Rob sighed. “No, Tony. I do not. I want you to process her the same as all the others you took in. She doesn’t deserve any special treatment, even, or maybe that should be, especially, because she is my wife.”
The next morning, Mayor Rob Mason was flanked by Police Chief Tony Draper and the City Manager, Andrea Hall, who were all socially distancing, as he held a press conference, via social media.
“Members of the press, you may already be aware that a group of people were arrested in the early hours of this morning by members of the Blandings Crossings Police Department at the premises of Harvey Clinker, Harvey’s Tavern on Cooke Street.
“You might not be aware, however, that my ‘wife’ was one of those people who were arrested there. All I will say is that my wife is a mature, grown woman and that she knew the legal ramifications of what she was doing. Along with the other people in those premises, she and they knowingly and deliberately flouted the law.
“This law was not enacted to stop people having fun, it was enacted to keep people safe from the Coronavirus. There are people in our community and all over this nation, the world, in fact, who are especially vulnerable to the effects of this virus. People who are elderly, have lung conditions like asthma, or diabetes, high blood pressure and heart disease, who thoughtless, uncaring people like the folks at Harvey’s Tavern are putting at risk.
“They and my wife now face a potentially stiff fines and lengthy jail sentences. That’s just too bad, but they were all adults and they all know that actions have consequences.”
“Mayor Mason, are you going to divorce your wife?” asked Dave Peters, the editor, chief reporter, typesetter and advertising sales manager of the town’s sole surviving newspaper, The Weekly Reporter.
Rob gave an enigmatic shrug. “Like I said, Dave. Actions have consequences.”
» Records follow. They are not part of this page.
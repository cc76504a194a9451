//! Scheduler - drives a batch of tasks through the executor.
//!
//! Sequential runs execute on the calling task in input order. Concurrent runs
//! spawn a bounded pool of workers that pull task indices from a shared queue
//! and report outcomes back over a channel; the coordinator invokes the
//! caller's callback one outcome at a time, so callbacks never race.

use std::any::Any;
use std::collections::VecDeque;
use std::future;
use std::panic::AssertUnwindSafe;
use std::sync::{Arc, Mutex};

use futures::FutureExt;
use tokio::sync::mpsc;
use tokio::task::JoinHandle;
use tokio::time::Instant;
use tokio_util::sync::CancellationToken;

use crate::domain::{ErrorKind, Outcome, Task, TaskError};
use crate::runner::TaskExecutor;
use crate::scheduler::strategy::{SchedulerConfig, Strategy};
use crate::scheduler::summary::RunSummary;
use crate::sync::lock;

const CANCELLED_REASON: &str = "run cancelled before dispatch";
const DEADLINE_REASON: &str = "run deadline exceeded";
const PANIC_REASON: &str = "worker panicked";

/// Runs task batches with the configured strategy.
pub struct Scheduler {
    executor: Arc<TaskExecutor>,
    config: SchedulerConfig,
}

impl Scheduler {
    pub fn new(executor: Arc<TaskExecutor>, config: SchedulerConfig) -> Self {
        Self { executor, config }
    }

    pub fn config(&self) -> &SchedulerConfig {
        &self.config
    }

    pub fn executor(&self) -> &Arc<TaskExecutor> {
        &self.executor
    }

    /// Run every task to an outcome, calling `on_task_done` once per task.
    pub async fn run<F>(&self, tasks: Vec<Task>, on_task_done: F) -> RunSummary
    where
        F: FnMut(&Task, &Outcome),
    {
        self.run_with_cancel(tasks, CancellationToken::new(), on_task_done).await
    }

    /// Like [`run`](Self::run), stopping dispatch once `cancel` fires.
    ///
    /// Tasks already in flight finish normally; undispatched tasks get a
    /// `Cancelled` outcome without being attempted.
    pub async fn run_with_cancel<F>(&self, tasks: Vec<Task>, cancel: CancellationToken, mut on_task_done: F) -> RunSummary
    where
        F: FnMut(&Task, &Outcome),
    {
        let started = Instant::now();
        let mut summary = RunSummary::new(tasks.len());
        let deadline = self.config.run_timeout().map(|timeout| started + timeout);

        tracing::info!(
            tasks = tasks.len(),
            strategy = %self.config.strategy,
            max_workers = self.config.max_workers,
            "Starting run"
        );

        {
            let mut deliver = |task: &Task, outcome: Outcome| {
                summary.record(&outcome);
                on_task_done(task, &outcome);
            };

            let timed_out = match self.config.strategy {
                Strategy::Sequential => self.run_sequential(tasks, &cancel, deadline, &mut deliver).await,
                Strategy::Concurrent => self.run_concurrent(tasks, &cancel, deadline, &mut deliver).await,
            };
            summary.timed_out = timed_out;
        }

        self.executor.governor().cleanup();
        summary.elapsed = started.elapsed();

        tracing::info!(
            total = summary.total,
            completed = summary.completed,
            failed = summary.failed,
            cancelled = summary.cancelled,
            timed_out = summary.timed_out,
            elapsed_ms = summary.elapsed.as_millis() as u64,
            "Run finished"
        );
        summary
    }

    /// Returns true if the run deadline cut the run short.
    async fn run_sequential<D>(
        &self,
        tasks: Vec<Task>,
        cancel: &CancellationToken,
        deadline: Option<Instant>,
        deliver: &mut D,
    ) -> bool
    where
        D: FnMut(&Task, Outcome),
    {
        let mut pending = tasks.iter();

        while let Some(task) = pending.next() {
            if cancel.is_cancelled() {
                tracing::info!(remaining = pending.len() + 1, "Run cancelled, skipping remaining tasks");
                deliver(task, Outcome::cancelled(task, CANCELLED_REASON));
                pending.for_each(|rest| deliver(rest, Outcome::cancelled(rest, CANCELLED_REASON)));
                return false;
            }

            let outcome = match deadline {
                Some(deadline) if Instant::now() >= deadline => {
                    deliver(task, Outcome::cancelled(task, DEADLINE_REASON));
                    None
                }
                Some(deadline) => tokio::select! {
                    biased;
                    outcome = execute_guarded(&self.executor, task) => Some(outcome),
                    _ = tokio::time::sleep_until(deadline) => {
                        deliver(task, deadline_outcome(task));
                        None
                    }
                },
                None => Some(execute_guarded(&self.executor, task).await),
            };

            match outcome {
                Some(outcome) => deliver(task, outcome),
                None => {
                    tracing::warn!(remaining = pending.len(), "Run deadline exceeded");
                    pending.for_each(|rest| deliver(rest, Outcome::cancelled(rest, DEADLINE_REASON)));
                    return true;
                }
            }
        }
        false
    }

    /// Returns true if the run deadline cut the run short.
    async fn run_concurrent<D>(
        &self,
        tasks: Vec<Task>,
        cancel: &CancellationToken,
        deadline: Option<Instant>,
        deliver: &mut D,
    ) -> bool
    where
        D: FnMut(&Task, Outcome),
    {
        if tasks.is_empty() {
            return false;
        }

        let tasks = Arc::new(tasks);
        let queue = Arc::new(Mutex::new(dispatch_order(&tasks)));
        let mut delivered = vec![false; tasks.len()];
        let (tx, mut rx) = mpsc::unbounded_channel::<(usize, Outcome)>();

        let workers = self.config.max_workers.max(1).min(tasks.len());
        let handles: Vec<JoinHandle<()>> = (0..workers)
            .map(|worker| {
                let executor = self.executor.clone();
                let tasks = tasks.clone();
                let queue = queue.clone();
                let cancel = cancel.clone();
                let tx = tx.clone();
                tokio::spawn(async move {
                    loop {
                        if cancel.is_cancelled() {
                            break;
                        }
                        let Some(idx) = lock(&queue).pop_front() else {
                            break;
                        };
                        let outcome = execute_guarded(&executor, &tasks[idx]).await;
                        if tx.send((idx, outcome)).is_err() {
                            break;
                        }
                    }
                    tracing::debug!(worker, "Worker finished");
                })
            })
            .collect();
        drop(tx);

        let deadline_reached = async {
            match deadline {
                Some(deadline) => tokio::time::sleep_until(deadline).await,
                None => future::pending::<()>().await,
            }
        };
        tokio::pin!(deadline_reached);
        let mut cancel_handled = false;

        loop {
            tokio::select! {
                biased;
                received = rx.recv() => match received {
                    Some((idx, outcome)) => {
                        delivered[idx] = true;
                        deliver(&tasks[idx], outcome);
                    }
                    // Every worker has exited; anything still queued was never dispatched
                    None => {
                        let undispatched: Vec<usize> = lock(&queue).drain(..).collect();
                        for idx in undispatched {
                            deliver(&tasks[idx], Outcome::cancelled(&tasks[idx], CANCELLED_REASON));
                        }
                        return false;
                    }
                },
                _ = cancel.cancelled(), if !cancel_handled => {
                    cancel_handled = true;
                    let undispatched: Vec<usize> = lock(&queue).drain(..).collect();
                    tracing::info!(skipped = undispatched.len(), "Run cancelled, draining queue");
                    for idx in undispatched {
                        delivered[idx] = true;
                        deliver(&tasks[idx], Outcome::cancelled(&tasks[idx], CANCELLED_REASON));
                    }
                }
                _ = &mut deadline_reached => {
                    for handle in &handles {
                        handle.abort();
                    }
                    let undispatched: Vec<usize> = lock(&queue).drain(..).collect();

                    while let Ok((idx, outcome)) = rx.try_recv() {
                        delivered[idx] = true;
                        deliver(&tasks[idx], outcome);
                    }
                    for idx in &undispatched {
                        delivered[*idx] = true;
                        deliver(&tasks[*idx], Outcome::cancelled(&tasks[*idx], DEADLINE_REASON));
                    }

                    let in_flight: Vec<usize> = (0..tasks.len()).filter(|idx| !delivered[*idx]).collect();
                    tracing::warn!(
                        in_flight = in_flight.len(),
                        undispatched = undispatched.len(),
                        "Run deadline exceeded, aborting workers"
                    );
                    for idx in in_flight {
                        deliver(&tasks[idx], deadline_outcome(&tasks[idx]));
                    }
                    return true;
                }
            }
        }
    }
}

/// Indices in dispatch order: higher priority first, input order among equals.
pub fn dispatch_order(tasks: &[Task]) -> VecDeque<usize> {
    let mut order: Vec<usize> = (0..tasks.len()).collect();
    order.sort_by_key(|idx| std::cmp::Reverse(tasks[*idx].priority().unwrap_or(0)));
    order.into()
}

/// Execute `task`, turning a panic inside the executor or adapter into a
/// failed outcome so the task is still delivered exactly once.
async fn execute_guarded(executor: &TaskExecutor, task: &Task) -> Outcome {
    match AssertUnwindSafe(executor.execute(task)).catch_unwind().await {
        Ok(outcome) => outcome,
        Err(payload) => {
            tracing::error!(task = %task.id(), panic = %panic_message(payload.as_ref()), "Task execution panicked");
            Outcome::failed(task, task.provider(), "", TaskError::new(ErrorKind::Other, PANIC_REASON), 0)
        }
    }
}

fn panic_message(payload: &(dyn Any + Send)) -> String {
    if let Some(s) = payload.downcast_ref::<&str>() {
        s.to_string()
    } else if let Some(s) = payload.downcast_ref::<String>() {
        s.clone()
    } else {
        "unknown panic".to_string()
    }
}

fn deadline_outcome(task: &Task) -> Outcome {
    Outcome::failed(
        task,
        task.provider(),
        "",
        TaskError::new(ErrorKind::Timeout, DEADLINE_REASON),
        0,
    )
}
//! Provider catalog - resolves aliases and display names to canonical keys.
//!
//! Callers name providers loosely ("ChatGPT", "claude", "openai:gpt-4o").
//! Resilience state is keyed by the canonical `(provider, model)` pair, so
//! every identifier is normalized here before anything else happens.

use std::collections::BTreeMap;
use std::fmt;

use crate::error::{ProbeError, Result};

/// Built-in providers and their default models.
const BUILTIN_PROVIDERS: &[(&str, &str)] = &[
    ("openai", "gpt-4o-mini"),
    ("anthropic", "claude-3-5-sonnet-latest"),
    ("google", "gemini-1.5-pro"),
    ("perplexity", "sonar"),
    ("deepseek", "deepseek-chat"),
];

/// Built-in aliases: alias -> (provider, model override).
const BUILTIN_ALIASES: &[(&str, &str, Option<&str>)] = &[
    ("chatgpt", "openai", Some("gpt-4o")),
    ("gpt", "openai", None),
    ("gpt-4o", "openai", Some("gpt-4o")),
    ("gpt-4o-mini", "openai", Some("gpt-4o-mini")),
    ("claude", "anthropic", None),
    ("gemini", "google", None),
    ("sonar", "perplexity", Some("sonar")),
    ("perplexity-ai", "perplexity", None),
    ("deepseek-chat", "deepseek", Some("deepseek-chat")),
];

/// Canonical provider and model for a raw identifier.
#[derive(Debug, Clone, PartialEq, Eq, Hash)]
pub struct ResolvedProvider {
    pub provider: String,
    pub model: String,
}

impl fmt::Display for ResolvedProvider {
    fn fmt(&self, f: &mut fmt::Formatter<'_>) -> fmt::Result {
        write!(f, "{}:{}", self.provider, self.model)
    }
}

#[derive(Debug, Clone, PartialEq, Eq)]
struct AliasTarget {
    provider: String,
    model: Option<String>,
}

/// Registry of known providers and aliases.
#[derive(Debug, Clone)]
pub struct ProviderCatalog {
    /// provider -> default model
    providers: BTreeMap<String, String>,
    aliases: BTreeMap<String, AliasTarget>,
}

impl ProviderCatalog {
    /// Catalog with the built-in providers and aliases.
    pub fn new() -> Self {
        let mut catalog = Self::empty();
        for (provider, model) in BUILTIN_PROVIDERS {
            catalog.providers.insert(provider.to_string(), model.to_string());
        }
        for (alias, provider, model) in BUILTIN_ALIASES {
            catalog.aliases.insert(
                alias.to_string(),
                AliasTarget {
                    provider: provider.to_string(),
                    model: model.map(str::to_string),
                },
            );
        }
        catalog
    }

    /// Catalog with no providers at all.
    pub fn empty() -> Self {
        Self {
            providers: BTreeMap::new(),
            aliases: BTreeMap::new(),
        }
    }

    /// Add or replace a provider and its default model.
    pub fn add_provider(&mut self, provider: &str, default_model: &str) {
        self.providers
            .insert(normalize(provider), default_model.trim().to_string());
    }

    /// Add an alias pointing at `target`, written as `provider` or `provider:model`.
    pub fn add_alias(&mut self, alias: &str, target: &str) -> Result<()> {
        let (provider, model) = split_explicit(target).unwrap_or((target, ""));
        let provider = normalize(provider);
        if !self.providers.contains_key(&provider) {
            return Err(ProbeError::UnknownProvider(target.to_string()));
        }
        let model = model.trim();
        self.aliases.insert(
            normalize(alias),
            AliasTarget {
                provider,
                model: (!model.is_empty()).then(|| model.to_string()),
            },
        );
        Ok(())
    }

    /// Resolve a raw identifier to its canonical provider and model.
    ///
    /// Accepted forms: `alias`, `provider`, `provider:model`, `provider/model`.
    /// The provider part of the explicit forms may itself be an alias.
    pub fn resolve(&self, raw: &str) -> Result<ResolvedProvider> {
        if let Some((provider_part, model_part)) = split_explicit(raw) {
            let provider = self
                .canonical_provider(&normalize(provider_part))
                .ok_or_else(|| ProbeError::UnknownProvider(raw.to_string()))?;
            let model = model_part.trim();
            let model = if model.is_empty() {
                self.default_model(&provider).unwrap_or_default().to_string()
            } else {
                model.to_string()
            };
            return Ok(ResolvedProvider { provider, model });
        }

        let key = normalize(raw);
        if let Some(target) = self.aliases.get(&key) {
            let model = target
                .model
                .clone()
                .unwrap_or_else(|| self.default_model(&target.provider).unwrap_or_default().to_string());
            return Ok(ResolvedProvider {
                provider: target.provider.clone(),
                model,
            });
        }
        if let Some(model) = self.providers.get(&key) {
            return Ok(ResolvedProvider {
                provider: key,
                model: model.clone(),
            });
        }

        Err(ProbeError::UnknownProvider(raw.to_string()))
    }

    pub fn default_model(&self, provider: &str) -> Option<&str> {
        self.providers.get(provider).map(String::as_str)
    }

    /// Canonical providers with their default models, sorted by key.
    pub fn providers(&self) -> impl Iterator<Item = (&str, &str)> {
        self.providers.iter().map(|(p, m)| (p.as_str(), m.as_str()))
    }

    /// Aliases with their target, rendered as `provider[:model]`.
    pub fn aliases(&self) -> impl Iterator<Item = (&str, String)> {
        self.aliases.iter().map(|(alias, target)| {
            let rendered = match &target.model {
                Some(model) => format!("{}:{}", target.provider, model),
                None => target.provider.clone(),
            };
            (alias.as_str(), rendered)
        })
    }

    fn canonical_provider(&self, key: &str) -> Option<String> {
        if self.providers.contains_key(key) {
            return Some(key.to_string());
        }
        self.aliases.get(key).map(|t| t.provider.clone())
    }
}

impl Default for ProviderCatalog {
    fn default() -> Self {
        Self::new()
    }
}

/// Lowercase, trim, and fold spaces/underscores into dashes.
pub fn normalize(raw: &str) -> String {
    raw.trim()
        .to_lowercase()
        .split(|c: char| c.is_whitespace() || c == '_')
        .filter(|part| !part.is_empty())
        .collect::<Vec<_>>()
        .join("-")
}

fn split_explicit(raw: &str) -> Option<(&str, &str)> {
    raw.split_once(':').or_else(|| raw.split_once('/'))
}

#[cfg(test)]
mod tests {
    use super::*;

    #[test]
    fn test_normalize() {
        assert_eq!(normalize("  ChatGPT "), "chatgpt");
        assert_eq!(normalize("Perplexity AI"), "perplexity-ai");
        assert_eq!(normalize("deepseek_chat"), "deepseek-chat");
    }

    #[test]
    fn test_resolve_canonical_provider() {
        let catalog = ProviderCatalog::new();
        let resolved = catalog.resolve("openai").unwrap();
        assert_eq!(resolved.provider, "openai");
        assert_eq!(resolved.model, "gpt-4o-mini");
    }

    #[test]
    fn test_resolve_alias_with_model_override() {
        let catalog = ProviderCatalog::new();
        let resolved = catalog.resolve("ChatGPT").unwrap();
        assert_eq!(resolved.provider, "openai");
        assert_eq!(resolved.model, "gpt-4o");
    }

    #[test]
    fn test_resolve_alias_uses_default_model() {
        let catalog = ProviderCatalog::new();
        let resolved = catalog.resolve("Claude").unwrap();
        assert_eq!(resolved.provider, "anthropic");
        assert_eq!(resolved.model, "claude-3-5-sonnet-latest");
    }

    #[test]
    fn test_resolve_explicit_forms() {
        let catalog = ProviderCatalog::new();
        let colon = catalog.resolve("openai:gpt-4.1").unwrap();
        assert_eq!(colon.to_string(), "openai:gpt-4.1");

        let slash = catalog.resolve("gemini/gemini-2.0-flash").unwrap();
        assert_eq!(slash.provider, "google");
        assert_eq!(slash.model, "gemini-2.0-flash");

        let empty_model = catalog.resolve("deepseek:").unwrap();
        assert_eq!(empty_model.model, "deepseek-chat");
    }

    #[test]
    fn test_resolve_unknown() {
        let catalog = ProviderCatalog::new();
        assert!(matches!(catalog.resolve("bard"), Err(ProbeError::UnknownProvider(_))));
        assert!(matches!(catalog.resolve("bard:x"), Err(ProbeError::UnknownProvider(_))));
    }

    #[test]
    fn test_add_provider_and_alias() {
        let mut catalog = ProviderCatalog::empty();
        catalog.add_provider("Mock", "mock-1");
        catalog.add_alias("Fake Bot", "mock:mock-2").unwrap();

        assert_eq!(catalog.resolve("mock").unwrap().model, "mock-1");
        let aliased = catalog.resolve("fake bot").unwrap();
        assert_eq!(aliased.provider, "mock");
        assert_eq!(aliased.model, "mock-2");
    }

    #[test]
    fn test_add_alias_requires_known_provider() {
        let mut catalog = ProviderCatalog::empty();
        assert!(catalog.add_alias("x", "nowhere").is_err());
    }

    #[test]
    fn test_listing() {
        let catalog = ProviderCatalog::new();
        let providers: Vec<_> = catalog.providers().map(|(p, _)| p).collect();
        assert_eq!(providers, vec!["anthropic", "deepseek", "google", "openai", "perplexity"]);
        assert!(catalog.aliases().any(|(alias, target)| alias == "chatgpt" && target == "openai:gpt-4o"));
    }
}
Out of the 20 people who had been in the tavern, 16 of them, including the mayor’s wife, tested positive for COVID-19, and it was decided that they would be bailed out and allowed to live in the old hotel rooms at Harvey’s Tavern, as their families rejected the idea of allowing them home.
They cleaned the rooms up as best they could, and the Red Cross donated blankets and bedding to put on the musty and lumpy mattresses that had been left in the rooms for the past 25 years.
Clarissa begged her husband to allow her to come home. Rob declined saying: “I don’t have the virus, you do. I don’t want it, so you have to stay and live with your lover and his cronies.”
“But I want to come home” she sobbed.
“That’s too bad, Clarissa. Because like I told you, actions have consequences.”